L’article 22 alinéa 8 du PL234 stipule que la charte de l’Université de Montréal prévaut sur les statuts et les règlements ainsi que sur tout autre contrat ou entente impliquant l’Université. Étant donné que plusieurs des éléments appelés à être modifiés entrent en collision frontale avec la convention collective du Syndicat des professeurs et professeures de l’Université de Montréal (SGPUM), nous craignons que la direction se serve de ce stratagème pour imposer des modifications à la convention collective qu’elle ne parvient pas à obtenir par une négociation de bonne foi. S’il adopte le projet de loi tel quel, le gouvernement accepte donc de s’ingérer dans les relations de travail entre les professeurs et la direction. Or, ceci est contraire aux dispositions du Code du travail et bafoue le droit d’association qui, comme l’a reconnu la Cour suprême dans l’arrêt Saskatchewan, inclut le droit à la négociation.


Conclusion

Le PL234 tourne le dos à un modèle d’administration universitaire collégial qui a fait ses preuves. Tout est orchestré pour qu’une fois le projet de loi privé adopté, le Conseil utilise ses pouvoirs «bâillons» afin d’imposer sa vision de l’université et justifier les amendements aux Statuts de l’Université . Consacrant un renversement irréversible des pouvoirs entre les membres de la direction et les professeurs au strict profit des premiers, l’adoption du PL234 créerait de dangereux précédents pour tout le corps professoral québécois. Sous le couvert d’une simple mise à jour de la charte, c’est l’avenir du réseau universitaire québécois, notamment celui de la liberté de recherche et d’enseignement, qui est en jeu.

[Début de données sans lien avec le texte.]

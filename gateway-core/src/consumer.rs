//! Consumer identity: supplied by the authentication collaborator
//! (spec.md 6), consumed but not implemented here.

use async_trait::async_trait;
use axum::http::HeaderMap;
use std::net::IpAddr;

#[derive(Debug, Clone, Copy, PartialEq, Eq)]
pub enum Tier {
    Free,
    Paid,
}

/// One request/connection's worth of identity and quotas.
#[derive(Debug, Clone)]
pub struct Consumer {
    pub name: String,
    pub seconds_quota: i64,
    pub monthly_quota: i64,
    pub tier: Tier,
}

impl Consumer {
    pub fn new(name: impl Into<String>, seconds_quota: i64, monthly_quota: i64, paid_threshold: i64) -> Self {
        let tier = if monthly_quota > paid_threshold {
            Tier::Paid
        } else {
            Tier::Free
        };
        Self {
            name: name.into(),
            seconds_quota,
            monthly_quota,
            tier,
        }
    }

    pub fn is_paid(&self) -> bool {
        matches!(self.tier, Tier::Paid)
    }

    /// `seconds_quota == 0` disables per-second limiting (spec.md 3).
    pub fn rate_limit_enabled(&self) -> bool {
        self.seconds_quota > 0
    }

    /// `monthly_quota == 0` disables monthly enforcement (spec.md 3).
    pub fn monthly_quota_enabled(&self) -> bool {
        self.monthly_quota > 0
    }
}

#[derive(Debug, Clone)]
pub struct AuthRejection {
    pub status: axum::http::StatusCode,
    pub message: String,
}

/// External collaborator (spec.md 1, 6): given the inbound request's
/// headers, either rejects it or hands back a validated [`Consumer`]. The
/// gateway core consumes this trait; it never looks up API keys itself.
#[async_trait]
pub trait ConsumerAuthenticator: Send + Sync {
    async fn authenticate(
        &self,
        headers: &HeaderMap,
        client_ip: IpAddr,
    ) -> Result<Consumer, AuthRejection>;
}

Qui plus est, plusieurs des conditions de travail prévues à la convention collective des professeurs de l’Université de Montréal seraient affectées par l’adoption du PL234. La participation des professeurs au fonctionnement de l’institution, le statut professoral, la discipline, le droit de véto sur les modifications règlementaires en sont quelques exemples. Le PL234 aurait pour effet de modifier leur contrat de travail sans passer par la négociation, pourtant prescrite par le Code du travail du Québec. La FQPPU convie ainsi non seulement la communauté universitaire, mais également la population, à s’opposer à ce projet de loi rétrograde et liberticide et demander au gouvernement québécois de le retirer sans délai.